Subclass BenchmarkService and implement its abstract methods. On instantiation, __init__ automatically calls load_dataset() and stores the result as self.tasks.
Abstract methods to implement:
| Method | Description |
|---|---|
load_dataset() |
Load all tasks from your source; return dict[task_id, task_object] |
retrieve_task(task_id, skip_validation) |
Return task metadata: docker image, problem statement, resources, etc. |
setup_task(task_id, sandbox) |
Async generator — set up the task in a Daytona sandbox, yielding StreamChunks |
evaluate_response(request) |
Evaluate a text response directly (no sandbox needed) |
evaluate_instance(task_id, sandbox) |
Async generator — run evaluation in a Daytona sandbox, yielding StreamChunks |
calculate_final_score(evaluation_results) |
Aggregate per-task results into a final FinalScoreResult |
Built-in methods:
filter_tasks(task_filter)— return task IDs matching a list or Python slice notation (e.g."0:10:2")validate_task_ids(task_ids)— raiseValueErrorif any ID is not inself.tasks
create_app(benchmark_service) wraps your BenchmarkService in a fully configured FastAPI app. Pass an instance of your subclass and run the result with any ASGI server.
HTTP endpoints:
| Method | Path | Description |
|---|---|---|
GET |
/health |
Returns {"status": "ok"} |
GET |
/verify-task-ids |
Return task IDs filtered by ?task_ids=… or ?slice=start:stop:step |
GET |
/retrieve-task/?task_id=… |
Return task metadata for a given task ID |
POST |
/evaluate-response/ |
Evaluate a text response: {"task_id": "…", "response": "…"} |
POST |
/final-score/ |
Aggregate results: {"evaluation_results": {task_id: result, …}} |
WebSocket endpoints (stream StreamChunk JSON objects):
| Path | Description |
|---|---|
/ws/setup-task |
Set up a task in a sandbox; streams progress, errors, and a final result |
/ws/evaluate-instance |
Evaluate a solution in a sandbox; streams progress, errors, and a final result |
Both WebSocket endpoints require three headers — x-api-key, x-api-url, x-target — used to connect to the Daytona sandbox, and accept a JSON body of {"task_id": "…", "instance_id": "…"}.
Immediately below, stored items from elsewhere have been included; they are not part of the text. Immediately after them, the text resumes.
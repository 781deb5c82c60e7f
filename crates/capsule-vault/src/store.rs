//! Encrypted chunk store and metadata index
//!
//! Layout under the operator root:
//! ```text
//! items/<itemId>.json                  metadata record
//! chunks/<shard>/<itemId>-<n>.chunk    [12-byte IV][ciphertext + tag]
//! ```
//! One item key per item, one fresh IV per chunk. The item salt is kept in
//! the record so the key can be re-derived from the room key later. Each
//! unit is bound to its item id and chunk index.

use capsule_core::{CapsuleError, CapsuleResult, ItemId, OutgoingFile, ProgressFn};
use capsule_crypto::{item_id_for, open_unit, seal_unit, SecretManager};
use chrono::{DateTime, TimeDelta, Utc};
use opendal::{ErrorKind, Operator};
use tokio::io::AsyncRead;
use tracing::{debug, info, warn};

use crate::record::{chunk_path, item_path, ChunkRef, VaultItem, ITEMS_DIR};

const MAX_ID_ATTEMPTS: usize = 1024;

pub struct VaultStore {
    op: Operator,
    secrets: SecretManager,
    chunk_size: usize,
}

fn storage_err(context: String) -> impl FnOnce(opendal::Error) -> CapsuleError {
    move |e| CapsuleError::Storage(format!("{context}: {e}"))
}

/// Current time truncated to what the record keeps.
fn now_millis() -> DateTime<Utc> {
    let now = Utc::now();
    DateTime::from_timestamp_millis(now.timestamp_millis()).unwrap_or(now)
}

impl VaultStore {
    pub fn new(op: Operator, secrets: SecretManager, chunk_size: usize) -> Self {
        Self {
            op,
            secrets,
            chunk_size: chunk_size.max(1),
        }
    }

    pub fn operator(&self) -> &Operator {
        &self.op
    }

    /// Import files in order. Fails with `SecretRequired` before touching
    /// storage when no room key is set.
    pub async fn add<R: AsyncRead + Unpin>(
        &self,
        files: Vec<OutgoingFile<R>>,
        progress: Option<&ProgressFn>,
    ) -> CapsuleResult<Vec<VaultItem>> {
        self.secrets.require_key()?;
        let mut stored = Vec::with_capacity(files.len());
        for file in files {
            stored.push(self.add_one(file, progress).await?);
        }
        info!(count = stored.len(), "vault import complete");
        Ok(stored)
    }

    /// Encrypt and store a single file, then write its record.
    ///
    /// The record is written last; a failure part-way leaves orphan chunk
    /// units but no visible item.
    pub async fn add_one<R: AsyncRead + Unpin>(
        &self,
        mut file: OutgoingFile<R>,
        progress: Option<&ProgressFn>,
    ) -> CapsuleResult<VaultItem> {
        let (id, created_at) = self
            .unused_id(&file.name, file.size, &file.mime_type, now_millis())
            .await?;
        let (key, salt) = self.secrets.derive_item_key(&id)?;

        let mut chunks = Vec::new();
        let mut total = 0u64;
        while let Some(plain) = file.next_chunk(self.chunk_size).await? {
            let index = chunks.len() as u64;
            let unit = seal_unit(&key, &id, index, &plain)?;
            let path = chunk_path(&id, index);
            let len = unit.len() as u64;

            self.op
                .write(&path, unit)
                .await
                .map_err(storage_err(format!("writing chunk {index}: {path}")))?;
            chunks.push(ChunkRef { index, path, len });

            total += plain.len() as u64;
            if let Some(cb) = progress {
                cb(total, file.size, id.as_str());
            }
        }

        if total != file.size {
            warn!(item_id = %id, declared = file.size, read = total, "size changed while importing");
        }

        let item = VaultItem {
            id: id.clone(),
            name: file.name,
            mime_type: file.mime_type,
            size: total,
            created_at,
            salt,
            chunks,
        };
        let record_path = item_path(&id);
        self.op
            .write(&record_path, item.to_bytes()?)
            .await
            .map_err(storage_err(format!("writing record {record_path}")))?;

        info!(
            item_id = %id,
            name = %item.name,
            chunks = item.chunks.len(),
            bytes = total,
            "stored"
        );
        Ok(item)
    }

    /// Item id and creation time for a new item.
    ///
    /// Ids hash name, size, type and the millisecond timestamp, so two
    /// identical announcements in one millisecond collide. On a collision the
    /// timestamp is moved forward until the id is free.
    async fn unused_id(
        &self,
        name: &str,
        size: u64,
        mime_type: &str,
        mut created_at: DateTime<Utc>,
    ) -> CapsuleResult<(ItemId, DateTime<Utc>)> {
        for _ in 0..MAX_ID_ATTEMPTS {
            let id = item_id_for(name, size, mime_type, created_at.timestamp_millis() as u64);
            let path = item_path(&id);
            let taken = self
                .op
                .exists(&path)
                .await
                .map_err(storage_err(format!("checking {path}")))?;
            if !taken {
                return Ok((id, created_at));
            }
            debug!(item_id = %id, "item id taken, advancing timestamp");
            created_at += TimeDelta::milliseconds(1);
        }
        Err(CapsuleError::Storage(format!(
            "no free item id for {name} after {MAX_ID_ATTEMPTS} attempts"
        )))
    }

    /// Every record, oldest first (ties broken by id).
    ///
    /// Records that fail to parse are skipped with a warning.
    pub async fn list(&self) -> CapsuleResult<Vec<VaultItem>> {
        let entries = match self.op.list(ITEMS_DIR).await {
            Ok(entries) => entries,
            Err(e) if e.kind() == ErrorKind::NotFound => return Ok(Vec::new()),
            Err(e) => return Err(storage_err(format!("listing {ITEMS_DIR}"))(e)),
        };

        let mut items = Vec::new();
        for entry in entries {
            if !entry.metadata().is_file() || !entry.name().ends_with(".json") {
                continue;
            }
            let data = self
                .op
                .read(entry.path())
                .await
                .map_err(storage_err(format!("reading {}", entry.path())))?;
            match VaultItem::from_bytes(&data.to_vec()) {
                Ok(item) => items.push(item),
                Err(e) => warn!(path = entry.path(), error = %e, "skipping unreadable record"),
            }
        }

        items.sort_by(|a, b| {
            a.created_at
                .cmp(&b.created_at)
                .then_with(|| a.id.cmp(&b.id))
        });
        debug!(count = items.len(), "listed vault items");
        Ok(items)
    }

    pub async fn get(&self, id: &ItemId) -> CapsuleResult<VaultItem> {
        let path = item_path(id);
        let data = self.op.read(&path).await.map_err(|e| {
            if e.kind() == ErrorKind::NotFound {
                CapsuleError::NotFound(id.to_string())
            } else {
                CapsuleError::Storage(format!("reading {path}: {e}"))
            }
        })?;
        VaultItem::from_bytes(&data.to_vec())
    }

    /// Raw stored unit for one chunk, checked against its recorded length.
    pub async fn read_unit(&self, chunk: &ChunkRef) -> CapsuleResult<Vec<u8>> {
        let unit = self
            .op
            .read(&chunk.path)
            .await
            .map_err(storage_err(format!("reading {}", chunk.path)))?
            .to_vec();
        if unit.len() as u64 != chunk.len {
            return Err(CapsuleError::Storage(format!(
                "{}: expected {} bytes, found {}",
                chunk.path,
                chunk.len,
                unit.len()
            )));
        }
        Ok(unit)
    }

    /// Decrypt an item back to its original bytes.
    ///
    /// Any chunk failing authentication fails the whole read; no partial
    /// plaintext is returned.
    pub async fn read_item(&self, id: &ItemId) -> CapsuleResult<Vec<u8>> {
        let item = self.get(id).await?;
        let key = self.secrets.item_key_from_salt(&item.id, &item.salt)?;

        let mut chunks = item.chunks.clone();
        chunks.sort_by_key(|c| c.index);

        let mut out = Vec::with_capacity(item.plaintext_capacity());
        for chunk in &chunks {
            let unit = self.read_unit(chunk).await?;
            out.extend_from_slice(&open_unit(&key, &item.id, chunk.index, &unit)?);
        }
        item.check_decrypted_len(out.len())?;
        debug!(item_id = %id, bytes = out.len(), "item decrypted");
        Ok(out)
    }
}

#[cfg(test)]
mod tests {
    use super::*;
    use crate::operator::memory_operator;
    use capsule_crypto::RoomKey;

    fn store(chunk_size: usize) -> VaultStore {
        let secrets = SecretManager::default();
        secrets.set_key(RoomKey::from_bytes([4u8; 32]));
        VaultStore::new(memory_operator().unwrap(), secrets, chunk_size)
    }

    #[tokio::test]
    async fn add_without_key_writes_nothing() {
        let store = VaultStore::new(memory_operator().unwrap(), SecretManager::default(), 4);
        let err = store
            .add(vec![OutgoingFile::from_bytes("a", "text/plain", vec![1, 2])], None)
            .await
            .unwrap_err();
        assert!(matches!(err, CapsuleError::SecretRequired));
        assert!(store.list().await.unwrap().is_empty());
    }

    #[tokio::test]
    async fn chunks_land_in_shard_directory() {
        let store = store(4);
        let item = store
            .add_one(OutgoingFile::from_bytes("a.txt", "text/plain", b"0123456789".to_vec()), None)
            .await
            .unwrap();

        assert_eq!(item.chunks.len(), 3);
        let shard = item.id.shard().to_string();
        for (i, chunk) in item.chunks.iter().enumerate() {
            assert_eq!(chunk.index, i as u64);
            assert_eq!(chunk.path, format!("chunks/{shard}/{}-{i}.chunk", item.id));
            assert!(store.op.exists(&chunk.path).await.unwrap());
        }
        // 12 IV + plaintext + 16 tag
        assert_eq!(item.chunks[0].len, 12 + 4 + 16);
        assert_eq!(item.chunks[2].len, 12 + 2 + 16);
    }

    #[tokio::test]
    async fn empty_file_has_no_chunks() {
        let store = store(4);
        let item = store
            .add_one(OutgoingFile::from_bytes("empty", "text/plain", Vec::new()), None)
            .await
            .unwrap();
        assert!(item.chunks.is_empty());
        assert_eq!(store.read_item(&item.id).await.unwrap(), Vec::<u8>::new());
    }

    #[tokio::test]
    async fn get_unknown_is_not_found() {
        let store = store(4);
        assert!(matches!(
            store.get(&ItemId::new("itm_000000000000")).await,
            Err(CapsuleError::NotFound(_))
        ));
    }

    #[tokio::test]
    async fn tampered_chunk_fails_authentication() {
        let store = store(4);
        let item = store
            .add_one(OutgoingFile::from_bytes("t", "text/plain", b"abcdefgh".to_vec()), None)
            .await
            .unwrap();

        let path = &item.chunks[1].path;
        let mut unit = store.op.read(path).await.unwrap().to_vec();
        let last = unit.len() - 1;
        unit[last] ^= 0x01;
        store.op.write(path, unit).await.unwrap();

        assert!(matches!(
            store.read_item(&item.id).await,
            Err(CapsuleError::AuthenticationFailed)
        ));
    }

    #[tokio::test]
    async fn same_name_in_one_millisecond_keeps_both_items() {
        let store = store(4);
        let added = store
            .add(
                vec![
                    OutgoingFile::from_bytes("a.txt", "text/plain", b"0123456789".to_vec()),
                    OutgoingFile::from_bytes("a.txt", "text/plain", b"abcdefghij".to_vec()),
                ],
                None,
            )
            .await
            .unwrap();

        assert_ne!(added[0].id, added[1].id);
        assert_eq!(store.list().await.unwrap().len(), 2);
        assert_eq!(store.read_item(&added[0].id).await.unwrap(), b"0123456789");
        assert_eq!(store.read_item(&added[1].id).await.unwrap(), b"abcdefghij");
    }

    #[tokio::test]
    async fn taken_id_advances_created_at() {
        let store = store(4);
        let first = store
            .add_one(OutgoingFile::from_bytes("dup", "text/plain", vec![1]), None)
            .await
            .unwrap();
        // Occupy the ids for the next few milliseconds as well
        let base = first.created_at.timestamp_millis() as u64;
        for ms in base..base + 5 {
            let id = item_id_for("dup", 1, "text/plain", ms);
            store.op.write(&item_path(&id), first.to_bytes().unwrap()).await.unwrap();
        }

        let (id, created_at) = store
            .unused_id("dup", 1, "text/plain", first.created_at)
            .await
            .unwrap();
        assert_eq!(created_at.timestamp_millis() as u64, base + 5);
        assert_eq!(id, item_id_for("dup", 1, "text/plain", base + 5));
        assert!(!store.op.exists(&item_path(&id)).await.unwrap());
    }

    #[tokio::test]
    async fn oversized_record_fails_cleanly() {
        let store = store(4);
        let mut item = store
            .add_one(OutgoingFile::from_bytes("s", "text/plain", b"abc".to_vec()), None)
            .await
            .unwrap();
        item.size = u64::MAX;
        store.op.write(&item_path(&item.id), item.to_bytes().unwrap()).await.unwrap();

        assert!(matches!(
            store.read_item(&item.id).await,
            Err(CapsuleError::Storage(_))
        ));
    }

    #[tokio::test]
    async fn swapped_chunks_fail_authentication() {
        let store = store(4);
        let item = store
            .add_one(OutgoingFile::from_bytes("s", "text/plain", b"AAAABBBB".to_vec()), None)
            .await
            .unwrap();

        let first = store.op.read(&item.chunks[0].path).await.unwrap().to_vec();
        let second = store.op.read(&item.chunks[1].path).await.unwrap().to_vec();
        store.op.write(&item.chunks[0].path, second).await.unwrap();
        store.op.write(&item.chunks[1].path, first).await.unwrap();

        assert!(matches!(
            store.read_item(&item.id).await,
            Err(CapsuleError::AuthenticationFailed)
        ));
    }

    #[tokio::test]
    async fn list_skips_foreign_and_broken_records() {
        let store = store(4);
        store
            .add_one(OutgoingFile::from_bytes("ok", "text/plain", vec![1]), None)
            .await
            .unwrap();
        store.op.write("items/notes.txt", b"hi".to_vec()).await.unwrap();
        store.op.write("items/broken.json", b"{".to_vec()).await.unwrap();

        let items = store.list().await.unwrap();
        assert_eq!(items.len(), 1);
        assert_eq!(items[0].name, "ok");
    }
}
The WebSocket endpoints and the setup_task / evaluate_instance generators communicate via three chunk types:
StreamMessageChunk(type="message", data="log line") # progress / log output
StreamErrorChunk(type="error", data="error text") # non-fatal errors
StreamResultChunk(type="result", data=<any>) # final result payloadYield these from your generator methods; the framework serialises and forwards them to the WebSocket client.
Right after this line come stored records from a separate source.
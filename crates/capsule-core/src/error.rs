use thiserror::Error;

pub type CapsuleResult<T> = Result<T, CapsuleError>;

#[derive(Debug, Error)]
pub enum CapsuleError {
    /// An operation needed the room key but no passphrase has been set.
    #[error("room key required: set a passphrase first")]
    SecretRequired,

    #[error("malformed signaling blob: {0}")]
    MalformedBlob(String),

    #[error("malformed frame: {0}")]
    MalformedFrame(String),

    /// AEAD tag check failed. Never carries any decrypted bytes.
    #[error("authentication failed: wrong key or corrupted data")]
    AuthenticationFailed,

    #[error("not connected: data channel is not open")]
    NotConnected,

    #[error("invalid state: {0}")]
    InvalidState(String),

    #[error("transport error: {0}")]
    Transport(String),

    #[error("crypto error: {0}")]
    Crypto(String),

    #[error("storage error: {0}")]
    Storage(String),

    #[error("not found: {0}")]
    NotFound(String),

    #[error("config error: {0}")]
    Config(String),

    #[error("I/O error: {0}")]
    Io(#[from] std::io::Error),

    #[error(transparent)]
    Other(#[from] anyhow::Error),
}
Pydantic models used across requests and responses:
RetrieveTaskResponse—docker_image,problem_statement,request_setup,cwd,ResourcesResources—vcpu,memory(GB),disk(GB)EvaluateResponseRequest—task_id,responseFinalScoreResult/FinalScoreResponse—score(float),metadata,tasks_evaluatedTaskFilter—task_idslist orslice_str;parse_slice()converts"start:stop:step"to a Pythonslice
stream_command(sandbox, command, cwd, ignore_error=False)
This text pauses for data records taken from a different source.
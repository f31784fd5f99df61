//! Ledger Module
//!
//! The score ledger contract and its two backends.
//!
//! ## Backends
//! - [`MemoryLedger`]: `HashMap` behind an `RwLock`, lives as long as the process
//! - [`DurableLedger`]: full snapshot load (and save, for wins) per operation
//!
//! ## Concurrency
//! Each backend owns exactly one reader/writer lock. Lookups and league
//! queries take it shared; `record_win` takes it exclusive for the whole
//! read-modify-write (load-modify-save for the durable backend).

mod durable;
mod memory;

pub use durable::DurableLedger;
pub use memory::MemoryLedger;

use crate::error::Result;
use crate::record::ScoreRecord;

/// Operations every score backend provides
pub trait Ledger: Send + Sync {
    /// Current score of `name`
    ///
    /// Fails with `NotFound` if the player has never won.
    fn get_player_score(&self, name: &str) -> Result<u64>;

    /// Add one win to `name`, creating the player at 1 if absent
    fn record_win(&self, name: &str) -> Result<ScoreRecord>;

    /// All players ordered by descending score (ties in no particular order)
    fn get_league(&self) -> Result<Vec<ScoreRecord>>;

    /// Short backend label used in logs
    fn backend_name(&self) -> &'static str;
}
Runs a shell command inside a Daytona sandbox and yields stdout/stderr lines in real time. Creates a unique session per invocation, streams output via an async queue, checks the exit code, and cleans up the session on completion. Use it inside setup_task and evaluate_instance to run commands and forward their output as StreamMessageChunks.